* TASK:
Return the lines below exactly, from the first one through the line that has "was not dispatched.". Leave out everything after it.
[MATERIAL FOR THE TASK Boundary: Start]
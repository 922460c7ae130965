//! Averaging of monthly readings.

/// Lowest reading accepted at the input boundary, in Celsius.
pub const MIN_CELSIUS: f64 = -50.0;
/// Highest reading accepted at the input boundary, in Celsius.
pub const MAX_CELSIUS: f64 = 50.0;

/// Arithmetic mean of `readings`, or `None` when there is nothing to average.
///
/// `None` stands for "no data" and is deliberately distinct from `0.0`,
/// which is a perfectly valid reading.
pub fn average(readings: &[f64]) -> Option<f64> {
    if readings.is_empty() {
        return None;
    }

    let sum: f64 = readings.iter().sum();
    Some(sum / readings.len() as f64)
}

/// Whether `celsius` may be stored as a reading.
pub fn is_valid_reading(celsius: f64) -> bool {
    (MIN_CELSIUS..=MAX_CELSIUS).contains(&celsius)
}
//! The command router: addresses commands to exactly one connected device
//! and fans device telemetry out to every dashboard.
//!
//! Holds no state of its own — device lookup goes through the hub, device
//! preconditions through the store. Delivery is best-effort: there is no
//! queueing on a missed device and no retry (command ids are not assumed
//! idempotent on the firmware side).

use std::sync::atomic::{AtomicU64, Ordering};
use std::sync::Arc;

use chrono::Utc;
use serde::Serialize;
use serde_json::Value;
use tracing::{debug, warn};

use crate::store::{Store, STATUS_ONLINE};
use crate::ws::hub::SessionHub;
use crate::ws::protocol;

/// Watering durations accepted anywhere in the system, in milliseconds.
pub const MIN_DURATION_MS: i64 = 1_000;
pub const MAX_DURATION_MS: i64 = 300_000;

/// Duration used for a manual `water` command when none is given.
pub const DEFAULT_WATER_MS: i64 = 10_000;

/// Monotonic per-process suffix disambiguating commands issued within the
/// same millisecond.
static COMMAND_SEQ: AtomicU64 = AtomicU64::new(0);

/// Why a water command was not dispatched.
#[derive(Debug, Clone, PartialEq, Eq)]
pub enum CommandError {
    /// No device row exists for the id.
    DeviceNotFound,
    /// The store says the device is offline.
    DeviceOffline,
    /// The store says online, but the hub has no live session (or the write
    /// failed immediately). A legitimate transient.
    NotConnected,
    Internal(String),
}

impl CommandError {
    pub fn message(&self) -> String {
        match self {
            CommandError::DeviceNotFound => "device not found".to_string(),
            CommandError::DeviceOffline => "device offline".to_string(),
            CommandError::NotConnected => "not connected".to_string(),
            CommandError::Internal(detail) => detail.clone(),
        }
    }
}

/// The command envelope written to a device session.
#[derive(Debug, Clone, Serialize)]
#[serde(rename_all = "camelCase")]
pub struct CommandEnvelope {
    pub command_id: String,
    /// `water` | `stop`.
    pub action: String,
    /// Watering duration in milliseconds; 0 for `stop`.
    pub duration: i64,
    pub timestamp: String,
    #[serde(skip_serializing_if = "Option::is_none")]
    pub alarm_id: Option<String>,
    #[serde(skip_serializing_if = "Option::is_none")]
    pub alarm_name: Option<String>,
    #[serde(skip_serializing_if = "Option::is_none")]
    pub schedule_id: Option<String>,
}

impl CommandEnvelope {
    pub fn new(action: &str, duration: i64) -> Self {
        Self {
            command_id: next_command_id(),
            action: action.to_string(),
            duration,
            timestamp: Utc::now().to_rfc3339(),
            alarm_id: None,
            alarm_name: None,
            schedule_id: None,
        }
    }
}

/// Unique per process for the lifetime of the process: wall-clock millis
/// plus an atomic sequence number.
pub fn next_command_id() -> String {
    let seq = COMMAND_SEQ.fetch_add(1, Ordering::Relaxed);
    format!("cmd_{}_{}", Utc::now().timestamp_millis(), seq)
}

/// Routes addressed commands and dashboard broadcasts. Stateless; cheap to
/// share behind an `Arc`.
pub struct CommandRouter {
    hub: Arc<SessionHub>,
    store: Store,
}

impl CommandRouter {
    pub fn new(hub: Arc<SessionHub>, store: Store) -> Self {
        Self { hub, store }
    }

    /// Write one frame to the device's live session. Returns `true` only if
    /// a session exists and the write was accepted. No queueing on miss.
    pub async fn send_to_device(&self, device_id: &str, kind: &str, data: Value) -> bool {
        match self.hub.lookup_device(device_id).await {
            Some(sender) => {
                let delivered = sender.send(protocol::frame(kind, data));
                if !delivered {
                    warn!(device_id, kind, "Device session write failed");
                }
                delivered
            }
            None => {
                debug!(device_id, kind, "No live session for device");
                false
            }
        }
    }

    /// Fan one frame out to every dashboard. Best-effort: per-session
    /// failures are counted and logged, never aborting the fan-out.
    /// Returns the number of dashboards the frame was delivered to.
    pub async fn broadcast_to_dashboards(&self, kind: &str, data: Value) -> usize {
        let senders = self.hub.dashboard_senders().await;
        let frame = protocol::frame(kind, data);

        let mut delivered = 0;
        let mut failed = 0;
        for sender in senders {
            if sender.send(frame.clone()) {
                delivered += 1;
            } else {
                failed += 1;
            }
        }
        if failed > 0 {
            warn!(kind, delivered, failed, "Dashboard broadcast partially failed");
        }
        delivered
    }

    /// Issue a manual water/stop command to a device.
    ///
    /// Preconditions are checked against the store (a row must exist and be
    /// online); a store-online device without a live hub session yields
    /// [`CommandError::NotConnected`].
    pub async fn issue_water_command(
        &self,
        device_id: &str,
        action: &str,
        duration_ms: i64,
    ) -> Result<CommandEnvelope, CommandError> {
        let device = self
            .store
            .find_device(device_id)
            .await
            .map_err(|e| CommandError::Internal(e.to_string()))?
            .ok_or(CommandError::DeviceNotFound)?;

        if device.status != STATUS_ONLINE {
            return Err(CommandError::DeviceOffline);
        }

        let envelope = CommandEnvelope::new(action, duration_ms);
        let payload = serde_json::to_value(&envelope)
            .map_err(|e| CommandError::Internal(e.to_string()))?;

        if self
            .send_to_device(&device.device_id, "water_command", payload)
            .await
        {
            debug!(
                device_id = %device.device_id,
                command_id = %envelope.command_id,
                action,
                "Water command dispatched"
            );
            Ok(envelope)
        } else {
            // Best-effort note on the device row; the command itself is lost.
            let _ = self
                .store
                .record_connection_error(&device.device_id, "command dispatch failed: no live session")
                .await;
            Err(CommandError::NotConnected)
        }
    }
}
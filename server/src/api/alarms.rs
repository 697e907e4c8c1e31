use axum::{
    extract::{Path, State},
    Json,
};
use chrono::Local;
use serde::Deserialize;
use serde_json::{json, Value};

use super::{AppError, AppState};
use crate::alarms::{next_execution_for, parse_days, parse_time_of_day};
use crate::commands::{MAX_DURATION_MS, MIN_DURATION_MS};
use crate::store::normalize_device_id;

/// Request body for creating a recurring alarm.
#[derive(Debug, Deserialize)]
#[serde(rename_all = "camelCase")]
pub struct CreateAlarm {
    pub device_id: Option<String>,
    pub name: Option<String>,
    /// `HH:MM`, server-local.
    pub time: Option<String>,
    pub days: Option<Vec<String>>,
    /// Watering duration in milliseconds.
    pub duration: Option<i64>,
}

/// GET /api/devices/:id/alarms — list a device's alarms.
pub async fn list_for_device(
    State(state): State<AppState>,
    Path(id): Path<String>,
) -> Result<Json<Value>, AppError> {
    let alarms = state.store.list_alarms(&id).await?;
    Ok(Json(json!({ "success": true, "alarms": alarms })))
}

/// POST /api/alarms — create a recurring alarm.
pub async fn create(
    State(state): State<AppState>,
    Json(body): Json<CreateAlarm>,
) -> Result<Json<Value>, AppError> {
    let device_id = body
        .device_id
        .as_deref()
        .map(normalize_device_id)
        .filter(|id| !id.is_empty())
        .ok_or_else(|| AppError::Validation("deviceId is required".to_string()))?;
    let name = body
        .name
        .as_deref()
        .map(str::trim)
        .filter(|n| !n.is_empty())
        .ok_or_else(|| AppError::Validation("name is required".to_string()))?;
    let time = body
        .time
        .as_deref()
        .ok_or_else(|| AppError::Validation("time is required".to_string()))?;
    if parse_time_of_day(time).is_none() {
        return Err(AppError::Validation(format!(
            "invalid time \"{time}\"; expected HH:MM"
        )));
    }
    let days = body
        .days
        .as_deref()
        .ok_or_else(|| AppError::Validation("days is required".to_string()))?;
    parse_days(days).map_err(AppError::Validation)?;
    let duration = body
        .duration
        .ok_or_else(|| AppError::Validation("duration is required".to_string()))?;
    if !(MIN_DURATION_MS..=MAX_DURATION_MS).contains(&duration) {
        return Err(AppError::Validation(format!(
            "duration must be between {MIN_DURATION_MS} and {MAX_DURATION_MS} ms"
        )));
    }

    if state.store.find_device(&device_id).await?.is_none() {
        return Err(AppError::NotFound("device not found".to_string()));
    }

    let next = next_execution_for(time, days, Local::now().naive_local())
        .map_err(|e| AppError::Internal(e.to_string()))?;
    let alarm = state
        .store
        .create_alarm(&device_id, name, time, days, duration, &next)
        .await?;

    Ok(Json(json!({ "success": true, "alarm": alarm })))
}

/// PUT /api/alarms/:id/toggle — flip an alarm between active and paused.
pub async fn toggle(
    State(state): State<AppState>,
    Path(id): Path<String>,
) -> Result<Json<Value>, AppError> {
    let alarm = state
        .store
        .find_alarm(&id)
        .await?
        .ok_or_else(|| AppError::NotFound("alarm not found".to_string()))?;

    // Activating resets the next firing from now; the stored value may be
    // stale from before the pause.
    let next = next_execution_for(&alarm.time, &alarm.days, Local::now().naive_local())
        .map_err(|e| AppError::Internal(e.to_string()))?;

    let updated = state
        .store
        .toggle_alarm(&id, &next)
        .await?
        .ok_or_else(|| AppError::NotFound("alarm not found".to_string()))?;

    Ok(Json(json!({
        "success": true,
        "alarm": {
            "id": updated.id,
            "isActive": updated.is_active,
            "nextExecution": updated.next_execution,
        },
    })))
}

/// DELETE /api/alarms/:id — remove an alarm.
pub async fn remove(
    State(state): State<AppState>,
    Path(id): Path<String>,
) -> Result<Json<Value>, AppError> {
    if !state.store.delete_alarm(&id).await? {
        return Err(AppError::NotFound("alarm not found".to_string()));
    }
    Ok(Json(json!({ "success": true })))
}
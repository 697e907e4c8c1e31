use axum::{
    extract::{Path, State},
    http::{header, HeaderMap},
    Json,
};
use chrono::Utc;
use serde::Deserialize;
use serde_json::{json, Value};

use super::{AppError, AppState};
use crate::commands::{DEFAULT_WATER_MS, MAX_DURATION_MS, MIN_DURATION_MS};
use crate::store::normalize_device_id;

/// Request body for device registration.
#[derive(Debug, Deserialize)]
#[serde(rename_all = "camelCase")]
pub struct RegisterDevice {
    pub device_id: Option<String>,
    pub ip: Option<String>,
    /// Device-reported clock; recorded nowhere, server time is authoritative.
    #[allow(dead_code)]
    pub timestamp: Option<String>,
}

/// Request body for a manual water/stop command.
#[derive(Debug, Deserialize)]
pub struct WaterRequest {
    pub action: String,
    pub duration: Option<i64>,
}

/// GET /api/devices — list all registered devices.
pub async fn list(State(state): State<AppState>) -> Result<Json<Value>, AppError> {
    let devices = state.store.list_devices().await?;
    let count = devices.len();
    Ok(Json(json!({
        "success": true,
        "devices": devices,
        "count": count,
    })))
}

/// POST /api/devices/register — create or refresh a device row.
///
/// Devices call this over plain HTTP before opening the message channel;
/// the response tells them where the channel lives.
pub async fn register(
    State(state): State<AppState>,
    headers: HeaderMap,
    Json(body): Json<RegisterDevice>,
) -> Result<Json<Value>, AppError> {
    let device_id = body
        .device_id
        .as_deref()
        .map(normalize_device_id)
        .filter(|id| !id.is_empty())
        .ok_or_else(|| AppError::Validation("deviceId is required".to_string()))?;

    let device = state
        .store
        .register_or_touch_device(&device_id, body.ip.as_deref())
        .await?;

    let ws_url = match &state.config.ws_url {
        Some(url) => url.clone(),
        None => {
            let host = headers
                .get(header::HOST)
                .and_then(|v| v.to_str().ok())
                .unwrap_or("localhost:3000");
            format!("ws://{host}/ws")
        }
    };

    Ok(Json(json!({
        "success": true,
        "device": device,
        "serverInfo": {
            "wsUrl": ws_url,
            "version": env!("CARGO_PKG_VERSION"),
            "serverTime": Utc::now().to_rfc3339(),
        },
    })))
}

/// POST /api/devices/:id/water — issue a manual water or stop command.
pub async fn water(
    State(state): State<AppState>,
    Path(id): Path<String>,
    Json(body): Json<WaterRequest>,
) -> Result<Json<Value>, AppError> {
    let duration = match body.action.as_str() {
        "water" => {
            let duration = body.duration.unwrap_or(DEFAULT_WATER_MS);
            if !(MIN_DURATION_MS..=MAX_DURATION_MS).contains(&duration) {
                return Err(AppError::Validation(format!(
                    "duration must be between {MIN_DURATION_MS} and {MAX_DURATION_MS} ms"
                )));
            }
            duration
        }
        "stop" => 0,
        other => {
            return Err(AppError::Validation(format!(
                "invalid action \"{other}\"; expected water or stop"
            )));
        }
    };

    let command = state
        .commands
        .issue_water_command(&id, &body.action, duration)
        .await?;

    Ok(Json(json!({ "success": true, "command": command })))
}

/// GET /api/debug/connections — hub introspection snapshot.
pub async fn debug_connections(State(state): State<AppState>) -> Json<Value> {
    let snapshot = state.hub.snapshot().await;
    let uptime_secs = (Utc::now() - state.hub.started_at()).num_seconds();
    Json(json!({
        "success": true,
        "connections": snapshot,
        "uptime": uptime_secs,
    }))
}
[MATERIAL FOR THE TASK Boundary: End]
* RESPONSE BELOW:
repository 922460c7ae130965
//! Averaging of monthly readings.

/// Lowest reading accepted at the input boundary, in Celsius.
pub const MIN_CELSIUS: f64 = -50.0;
/// Highest reading accepted at the input boundary, in Celsius.
pub const MAX_CELSIUS: f64 = 50.0;

/// Arithmetic mean of `readings`, or `None` when there is nothing to average.
///
/// `None` stands for "no data" and is deliberately distinct from `0.0`,
/// which is a perfectly valid reading.
pub fn average(readings: &[f64]) -> Option<f64> {
    if readings.is_empty() {
        return None;
    }

    let sum: f64 = readings.iter().sum();
    Some(sum / readings.len() as f64)
}

/// Whether `celsius` may be stored as a reading.
pub fn is_valid_reading(celsius: f64) -> bool {
    (MIN_CELSIUS..=MAX_CELSIUS).contains(&celsius)
}
//! The command router: addresses commands to exactly one connected device
//! and fans device telemetry out to every dashboard.
//!
//! Holds no state of its own — device lookup goes through the hub, device
//! preconditions through the store. Delivery is best-effort: there is no
//! queueing on a missed device and no retry (command ids are not assumed
//! idempotent on the firmware side).

use std::sync::atomic::{AtomicU64, Ordering};
use std::sync::Arc;

use chrono::Utc;
use serde::Serialize;
use serde_json::Value;
use tracing::{debug, warn};

use crate::store::{Store, STATUS_ONLINE};
use crate::ws::hub::SessionHub;
use crate::ws::protocol;

/// Watering durations accepted anywhere in the system, in milliseconds.
pub const MIN_DURATION_MS: i64 = 1_000;
pub const MAX_DURATION_MS: i64 = 300_000;

/// Duration used for a manual `water` command when none is given.
pub const DEFAULT_WATER_MS: i64 = 10_000;

/// Monotonic per-process suffix disambiguating commands issued within the
/// same millisecond.
static COMMAND_SEQ: AtomicU64 = AtomicU64::new(0);

/// Why a water command was not dispatched.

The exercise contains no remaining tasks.